In polyamory, the parties may be heterosexual, homosexual, or bisexual, if not out-and-out pansexual (also called “omnisexual”). Their sexual preferences are not as important as their readiness to be part of the group. Their civil status does not matter, either, as long as they join the circle of their own volition.
The poly dating parties’ goal is to be in a multilateral relationship where they are willing to embrace core values like respect, trust, and equality and abide by the rules they have set together.
Members of polyamory groups are basically participants of open relationships. But they differ from swingers and partner swappers, who are also into open relationships, in that polyamorous people are not looking for mere casual and recreational encounters; rather, they go for friendship, companionship, and romance that are profound and lasting. They want to be emotionally, even intellectually and spiritually, bonded with all of their partners.
Legal Issues Surrounding Polyamory. Because of their unconventional nature, poly dating and polyamorous relationships tend to be disdained by mainstream society, which is generally given to intimacies shared by just two people.

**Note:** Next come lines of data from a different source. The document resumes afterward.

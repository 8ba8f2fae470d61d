//! Backing store contract for blocklog
//!
//! The block engine never sees a file, a socket or a buffer directly. It only
//! talks to an [`AppendStore`]: a byte sequence that grows at the end and can
//! be read backward from any offset.
//!
//! # Offsets
//!
//! All positions are absolute byte offsets. A read "from" a position returns
//! bytes ending just before that position, so `from` is an exclusive end and
//! `reverse_read(store.len())` returns the newest bytes.
//!
//! # Implementations
//!
//! - [`MemoryStore`]: growable in-memory buffer, used for standalone records
//!   and tests
//! - [`FileStore`]: single append-only file, fsync after every append

mod errors;
mod file;
mod memory;

pub use errors::{StoreError, StoreResult};
pub use file::FileStore;
pub use memory::MemoryStore;

/// Default number of bytes returned by one `reverse_read` call.
pub const DEFAULT_CHUNK_SIZE: usize = 4096;

/// Smallest chunk the bundled stores accept (the sentinel length).
pub const MIN_CHUNK_SIZE: usize = 2;

/// Append-only byte sequence readable backward from the tail.
///
/// Implementations must never rewrite or remove bytes once appended.
pub trait AppendStore {
    /// Identifier used in logs and error messages.
    fn id(&self) -> &str;

    /// Current size in bytes.
    fn len(&self) -> u64;

    /// Returns whether the store holds no bytes.
    fn is_empty(&self) -> bool {
        self.len() == 0
    }

    /// Appends `data` at the end of the store.
    fn append(&mut self, data: &[u8]) -> StoreResult<()>;

    /// Returns an implementation-sized chunk of bytes ending at `from`.
    ///
    /// Returns `Ok(None)` when nothing is available before `from`.
    fn reverse_read(&self, from: u64) -> StoreResult<Option<Vec<u8>>>;

    /// Returns exactly the bytes `[to, from)`.
    ///
    /// Returns `Ok(None)` when the range cannot be satisfied (inverted or
    /// past the end of the store).
    fn measured_reverse_read(&self, from: u64, to: u64) -> StoreResult<Option<Vec<u8>>>;
}

/// Validates a chunk size for the bundled stores.
pub(crate) fn check_chunk_size(chunk_size: usize) -> StoreResult<usize> {
    if chunk_size < MIN_CHUNK_SIZE {
        return Err(StoreError::InvalidChunkSize(chunk_size, MIN_CHUNK_SIZE));
    }
    Ok(chunk_size)
}

/// Clamps a backward read ending at `from` to the store bounds.
///
/// Returns the `[start, end)` window, or `None` if it is empty.
pub(crate) fn chunk_window(from: u64, len: u64, chunk_size: usize) -> Option<(u64, u64)> {
    let end = from.min(len);
    if end == 0 {
        return None;
    }
    let start = end.saturating_sub(chunk_size as u64);
    Some((start, end))
}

Despite the principles and standards they uphold, the polyamorous are not always welcome in their communities. For this reason, they do not openly talk about their lifestyle choice. Instead, they fade into the “hidden population” and sometimes clandestinely go about their affairs, as if they are committing an illegal act that is not the case at all.
Many of these polyamory individuals are even afraid that anyone who does not like them could use their lifestyle choice to attack their character and destroy their social or professional prospects.
Legal issues that poly dating people could be:
getting denied custody of their kids
getting denied housing
getting fired for violating the morality clause in their employment contract
being accused of adultery or, worse, bigamy.
An example is that of April Divilbiss from Memphis in the American South’s state of Tennessee.
A mother of a young girl, April and her two male partners outed themselves as polyamorous on cable television at the turn of the millennium. A custody battle ensued between her and her daughter’s paternal grandma and step-grandpa. In 1998, a local judge granted the grandparents guardianship of the child, possibly because of April’s public admission of her lifestyle choice. The court appeared to have legally discriminated against her and judged her as immoral and unfit to raise her kid well.
The Legal Recognition of Polyamory. Even in sexually liberated countries, polyamory may be frowned upon by the people. In spite of the personal freedoms that the masses and politicians speak of and fight for, multi-party romantic arrangements are not protected by the law and do not get as much attention as same-sex (but monogamous) marriages.
However, some countries or areas have legally recognized a part, or the whole idea, of polyamorous relationships.
The list includes:
Brazil
Colombia
Canada
United States
In mid-2011, the Brazilian Supreme Court decided that the concept of união estável (literally translated as “stable union”) should apply to same-sex couples. Previously, união estável applied only to two unmarrieds, romantically tied heterosexual persons in a long-term cohabitation.
Seeing loopholes in the ruling, polyamorous groups in various parts of the South American country started availing themselves of the court decision’s benefits. In 2012, a man and two women in São Paulo went to a public notary and registered themselves as a stable-union family unit. In 2015, three adult females in Rio de Janeiro did the same. The actions sparked controversy but could not be deemed illegitimate.
In mid-2017, a Colombian solicitor in Medellín received documents that marked the formal legal recognition of polyamorous family units in the country. This historical event involved three gay men, who originally sought a quadrilateral civil union until their fourth partner died of cancer.
In mid-2018, a Canadian court ruled that all three unmarried adults who had taken part in a ménage à trois were recognized as the legal parents of a child. The baby was born into the polyamorous family structure built by the trio.
In mid-2020, amid the COVID-19 pandemic, the United States saw its first city to give legal recognition to domestic partnerships that are polyamorous relationships.
It was when the city council of Somerville in the New England state of Massachusetts passed a measure that gave polyamory people access to their partners’ health insurance.
With these developments, many people worldwide hope and pray that society and the law will soon give poly dating and polyamorous relationships due attention and a warm reception.